Every year 416 million animals are transported within Europe or across borders to third countries. The individuals that are shipped, usually cows, sheep, and pigs, face cramped and overcrowded spaces, extreme temperatures, and exhaustion and dehydration due to lack of food and water.
Secretly taken pictures also show lambs born on board. They lie on the feces-covered floor of the ship. Such births at sea are actually prohibited by law.
But animals are considered as things.
Furthermore, with no room to move, they often become drenched in their own and other individuals’ excrement. It’s estimated that more than 100,000 litres of urine and faeces accumulate on a typical live-export ship every day.
Anonymous for the Voiceless
Many of those who face this fate do not reach their final destination and instead die in transport. High levels of ammonia, due to the build-up of urine, cause the air to become toxic, choking and burning those on board.

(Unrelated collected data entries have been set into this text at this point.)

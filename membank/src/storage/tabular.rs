//! The tabular backend: an embedded ordered key-value store (the teacher's
//! byte-oriented [`Engine`]) with an `Item`/namespace/category/key contract
//! layered on top. Composite keys are encoded so the engine's lexicographic
//! order groups by namespace, then category, then key, which makes
//! namespace- and category-scoped scans cheap prefix scans.

use std::collections::BTreeSet;
use std::path::PathBuf;

use crate::error::{CResult, Error};
use crate::storage::engine::Engine;
use crate::storage::log_cask::LogCask;
use crate::storage::memory::Memory;
use crate::storage::{Backend, BackendStats};
use crate::value::{Item, Query, SortDirection, SortField};

const SEQ_COUNTER_KEY: &[u8] = b"\x00__membank_seq_counter__";
const SEP: u8 = 0;

fn composite_engine_key(namespace: &str, category: &str, key: &str) -> Vec<u8> {
    let mut buf = Vec::with_capacity(namespace.len() + category.len() + key.len() + 2);
    buf.extend_from_slice(namespace.as_bytes());
    buf.push(SEP);
    buf.extend_from_slice(category.as_bytes());
    buf.push(SEP);
    buf.extend_from_slice(key.as_bytes());
    buf
}

fn namespace_prefix(namespace: &str) -> Vec<u8> {
    let mut buf = Vec::with_capacity(namespace.len() + 1);
    buf.extend_from_slice(namespace.as_bytes());
    buf.push(SEP);
    buf
}

/// Generic over the byte engine so both `LogCask` (durable) and `Memory`
/// (ephemeral, test-friendly) back the same contract.
pub struct TabularBackend<E: Engine> {
    engine: E,
}

pub type DurableTabularBackend = TabularBackend<LogCask>;
pub type MemoryTabularBackend = TabularBackend<Memory>;

impl DurableTabularBackend {
    pub fn open(path: PathBuf) -> CResult<Self> {
        Ok(Self {
            engine: LogCask::new(path)?,
        })
    }
}

impl MemoryTabularBackend {
    pub fn new_in_memory() -> Self {
        Self { engine: Memory::new() }
    }
}

impl<E: Engine> TabularBackend<E> {
    fn encode(seq: u64, item: &Item) -> CResult<Vec<u8>> {
        let json = serde_json::to_vec(item)?;
        let mut buf = Vec::with_capacity(8 + json.len());
        buf.extend_from_slice(&seq.to_be_bytes());
        buf.extend_from_slice(&json);
        Ok(buf)
    }

    fn decode(bytes: &[u8]) -> CResult<(u64, Item)> {
        if bytes.len() < 8 {
            return Err(Error::Parse("tabular record shorter than sequence header".into()));
        }
        let mut seq_bytes = [0u8; 8];
        seq_bytes.copy_from_slice(&bytes[..8]);
        let seq = u64::from_be_bytes(seq_bytes);
        let item: Item = serde_json::from_slice(&bytes[8..])?;
        Ok((seq, item))
    }

    fn next_seq(&mut self) -> CResult<u64> {
        let current = match self.engine.get(SEQ_COUNTER_KEY)? {
            Some(bytes) if bytes.len() == 8 => {
                let mut b = [0u8; 8];
                b.copy_from_slice(&bytes);
                u64::from_be_bytes(b)
            }
            _ => 0,
        };
        self.engine.set(SEQ_COUNTER_KEY, (current + 1).to_be_bytes().to_vec())?;
        Ok(current)
    }

    /// Scans all stored items, skipping the reserved sequence counter key
    /// and any record that fails to decode (logged, not fatal, per §4.2).
    fn scan_all(&mut self) -> CResult<Vec<(u64, Item)>> {
        let mut out = Vec::new();
        for entry in self.engine.scan(..) {
            let (key, value) = entry?;
            if key == SEQ_COUNTER_KEY {
                continue;
            }
            match Self::decode(&value) {
                Ok(pair) => out.push(pair),
                Err(err) => log::warn!("skipping malformed tabular record: {err}"),
            }
        }
        Ok(out)
    }

    fn scan_namespace(&mut self, namespace: &str) -> CResult<Vec<(u64, Item)>> {
        let prefix = namespace_prefix(namespace);
        let mut out = Vec::new();
        for entry in self.engine.scan_prefix(&prefix) {
            let (_, value) = entry?;
            match Self::decode(&value) {
                Ok(pair) => out.push(pair),
                Err(err) => log::warn!("skipping malformed tabular record: {err}"),
            }
        }
        Ok(out)
    }
}

impl<E: Engine> Backend for TabularBackend<E> {
    fn initialize(&mut self) -> CResult<()> {
        Ok(())
    }

    fn store(&mut self, item: &Item) -> CResult<()> {
        let ck = composite_engine_key(item.namespace(), &item.category, &item.key);
        let seq = match self.engine.get(&ck)? {
            Some(existing) => Self::decode(&existing).map(|(seq, _)| seq).unwrap_or(0),
            None => self.next_seq()?,
        };
        let payload = Self::encode(seq, item)?;
        self.engine.set(&ck, payload)?;
        Ok(())
    }

    fn get(&mut self, namespace: &str, category: &str, key: &str) -> CResult<Option<Item>> {
        let ck = composite_engine_key(namespace, category, key);
        match self.engine.get(&ck)? {
            None => Ok(None),
            Some(bytes) => {
                let (_, item) = Self::decode(&bytes)?;
                Ok(Some(item))
            }
        }
    }

    fn query(&mut self, query: &Query) -> CResult<Vec<Item>> {
        let mut rows = match &query.namespace {
            Some(ns) => self.scan_namespace(ns)?,
            None => self.scan_all()?,
        };

        rows.retain(|(_, item)| query.matches_filters(item));

        match query.sort_field {
            Some(SortField::Timestamp) => {
                rows.sort_by(|(sa, a), (sb, b)| a.metadata.timestamp.cmp(&b.metadata.timestamp).then(sa.cmp(sb)))
            }
            Some(SortField::Key) => {
                rows.sort_by(|(sa, a), (sb, b)| a.key.cmp(&b.key).then(sa.cmp(sb)))
            }
            Some(SortField::Category) => {
                rows.sort_by(|(sa, a), (sb, b)| a.category.cmp(&b.category).then(sa.cmp(sb)))
            }
            None => rows.sort_by(|(sa, _), (sb, _)| sa.cmp(sb)),
        }

        if query.sort_direction == SortDirection::Descending {
            rows.reverse();
        }

        let items: Vec<Item> = rows.into_iter().map(|(_, item)| item).collect();
        let offset = query.offset.unwrap_or(0);
        let iter = items.into_iter().skip(offset);
        Ok(match query.limit {
            Some(limit) => iter.take(limit).collect(),
            None => iter.collect(),
        })
    }

    fn delete(&mut self, namespace: &str, category: &str, key: &str) -> CResult<bool> {
        let ck = composite_engine_key(namespace, category, key);
        let existed = self.engine.get(&ck)?.is_some();
        self.engine.delete(&ck)?;
        Ok(existed)
    }

    fn update(
        &mut self,
        namespace: &str,
        category: &str,
        key: &str,
        now_ms: i64,
        mutate: &dyn Fn(&mut Item),
    ) -> CResult<bool> {
        let ck = composite_engine_key(namespace, category, key);
        let Some(bytes) = self.engine.get(&ck)? else {
            return Ok(false);
        };
        let (seq, mut item) = Self::decode(&bytes)?;
        mutate(&mut item);
        item.metadata.extra.insert(
            "updated_at".to_string(),
            crate::value::Value::Number(now_ms as f64),
        );
        let payload = Self::encode(seq, &item)?;
        self.engine.set(&ck, payload)?;
        Ok(true)
    }

    fn get_stats(&mut self) -> CResult<BackendStats> {
        let rows = self.scan_all()?;
        let mut categories = BTreeSet::new();
        let mut total_bytes = 0u64;
        let mut oldest = None;
        let mut newest = None;
        for (_, item) in &rows {
            categories.insert(item.category.clone());
            total_bytes += serde_json::to_vec(item).map(|v| v.len() as u64).unwrap_or(0);
            let ts = item.metadata.timestamp;
            oldest = Some(oldest.map_or(ts, |o: i64| o.min(ts)));
            newest = Some(newest.map_or(ts, |n: i64| n.max(ts)));
        }
        Ok(BackendStats {
            item_count: rows.len() as u64,
            category_count: categories.len() as u64,
            total_bytes,
            oldest_timestamp: oldest,
            newest_timestamp: newest,
        })
    }

    fn close(&mut self) -> CResult<()> {
        self.engine.flush()
    }
}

In low temperatures, the container becomes like a freezer, and in higher temperatures, like an oven.
Live exports exist because we consider animals not as individuals but as things.
We must stop evaluating animals as our slaves.
We do not practice mass animal husbandry.
We operate a mass animal hell.
“Wherever we humans take the right,
to sacrifice an animal for our purposes,
We commit not only a wrong, but a crime”.